Begin at the first line of the records below and, please, give each line again exactly until the line with "to a provider." is included.

══════════════════════════════

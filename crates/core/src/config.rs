use serde::Deserialize;

/// Root application configuration. Loaded from environment variables
/// with the prefix `DRIPLINE__`.
#[derive(Debug, Clone, Deserialize)]
pub struct AppConfig {
    #[serde(default = "default_node_id")]
    pub node_id: String,
    #[serde(default)]
    pub scheduler: SchedulerConfig,
    #[serde(default)]
    pub intake: IntakeConfig,
    #[serde(default)]
    pub delivery: DeliveryConfig,
    #[serde(default)]
    pub history: HistoryConfig,
    #[serde(default)]
    pub metrics: MetricsConfig,
}

#[derive(Debug, Clone, Deserialize)]
pub struct SchedulerConfig {
    #[serde(default = "default_tick_interval_ms")]
    pub tick_interval_ms: u64,
    #[serde(default = "default_tick_batch_limit")]
    pub tick_batch_limit: usize,
}

#[derive(Debug, Clone, Deserialize)]
pub struct IntakeConfig {
    #[serde(default = "default_intake_buffer")]
    pub buffer_size: usize,
}

#[derive(Debug, Clone, Deserialize)]
pub struct DeliveryConfig {
    #[serde(default = "default_from_email")]
    pub from_email: String,
    #[serde(default = "default_from_name")]
    pub from_name: String,
    /// When set, outbound mail is logged instead of handed to a provider.
    #[serde(default = "default_sandbox")]
    pub sandbox: bool,
}

#[derive(Debug, Clone, Deserialize)]
pub struct HistoryConfig {
    #[serde(default = "default_max_events_per_contact")]
    pub max_events_per_contact: usize,
}

#[derive(Debug, Clone, Deserialize)]
pub struct MetricsConfig {
    #[serde(default = "default_metrics_port")]
    pub port: u16,
}

// Default functions
fn default_node_id() -> String {
    "node-01".to_string()
}
fn default_tick_interval_ms() -> u64 {
    1000
}
fn default_tick_batch_limit() -> usize {
    500
}
fn default_intake_buffer() -> usize {
    8192
}
fn default_from_email() -> String {
    "hello@dripline.dev".to_string()
}
fn default_from_name() -> String {
    "Dripline".to_string()
}
fn default_sandbox() -> bool {
    true
}
fn default_max_events_per_contact() -> usize {
    1000
}
fn default_metrics_port() -> u16 {
    9091
}

impl Default for SchedulerConfig {
    fn default() -> Self {
        Self {
            tick_interval_ms: default_tick_interval_ms(),
            tick_batch_limit: default_tick_batch_limit(),
        }
    }
}

impl Default for IntakeConfig {
    fn default() -> Self {
        Self {
            buffer_size: default_intake_buffer(),
        }
    }
}

impl Default for DeliveryConfig {
    fn default() -> Self {
        Self {
            from_email: default_from_email(),
            from_name: default_from_name(),
            sandbox: default_sandbox(),
        }
    }
}

impl Default for HistoryConfig {
    fn default() -> Self {
        Self {
            max_events_per_contact: default_max_events_per_contact(),
        }
    }
}

impl Default for MetricsConfig {
    fn default() -> Self {
        Self {
            port: default_metrics_port(),
        }
    }
}

impl Default for AppConfig {
    fn default() -> Self {
        Self {
            node_id: default_node_id(),
            scheduler: SchedulerConfig::default(),
            intake: IntakeConfig::default(),
            delivery: DeliveryConfig::default(),
            history: HistoryConfig::default(),
            metrics: MetricsConfig::default(),
        }
    }
}

impl AppConfig {
    /// Load configuration from environment variables.
    pub fn load() -> Result<Self, config::ConfigError> {
        let builder = config::Config::builder().add_source(
            config::Environment::with_prefix("DRIPLINE")
                .separator("__")
                .try_parsing(true)
                .list_separator(","),
        );

        let config = builder.build()?;
        config.try_deserialize()
    }
}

══════════════════════════════

### Result of the task
filename crates/core/src/config.rs
use serde::Deserialize;

/// Root application configuration. Loaded from environment variables
/// with the prefix `DRIPLINE__`.
#[derive(Debug, Clone, Deserialize)]
pub struct AppConfig {
    #[serde(default = "default_node_id")]
    pub node_id: String,
    #[serde(default)]
    pub scheduler: SchedulerConfig,
    #[serde(default)]
    pub intake: IntakeConfig,
    #[serde(default)]
    pub delivery: DeliveryConfig,
    #[serde(default)]
    pub history: HistoryConfig,
    #[serde(default)]
    pub metrics: MetricsConfig,
}

#[derive(Debug, Clone, Deserialize)]
pub struct SchedulerConfig {
    #[serde(default = "default_tick_interval_ms")]
    pub tick_interval_ms: u64,
    #[serde(default = "default_tick_batch_limit")]
    pub tick_batch_limit: usize,
}

#[derive(Debug, Clone, Deserialize)]
pub struct IntakeConfig {
    #[serde(default = "default_intake_buffer")]
    pub buffer_size: usize,
}

#[derive(Debug, Clone, Deserialize)]
pub struct DeliveryConfig {
    #[serde(default = "default_from_email")]
    pub from_email: String,
    #[serde(default = "default_from_name")]
    pub from_name: String,
    /// When set, outbound mail is logged instead of handed to a provider.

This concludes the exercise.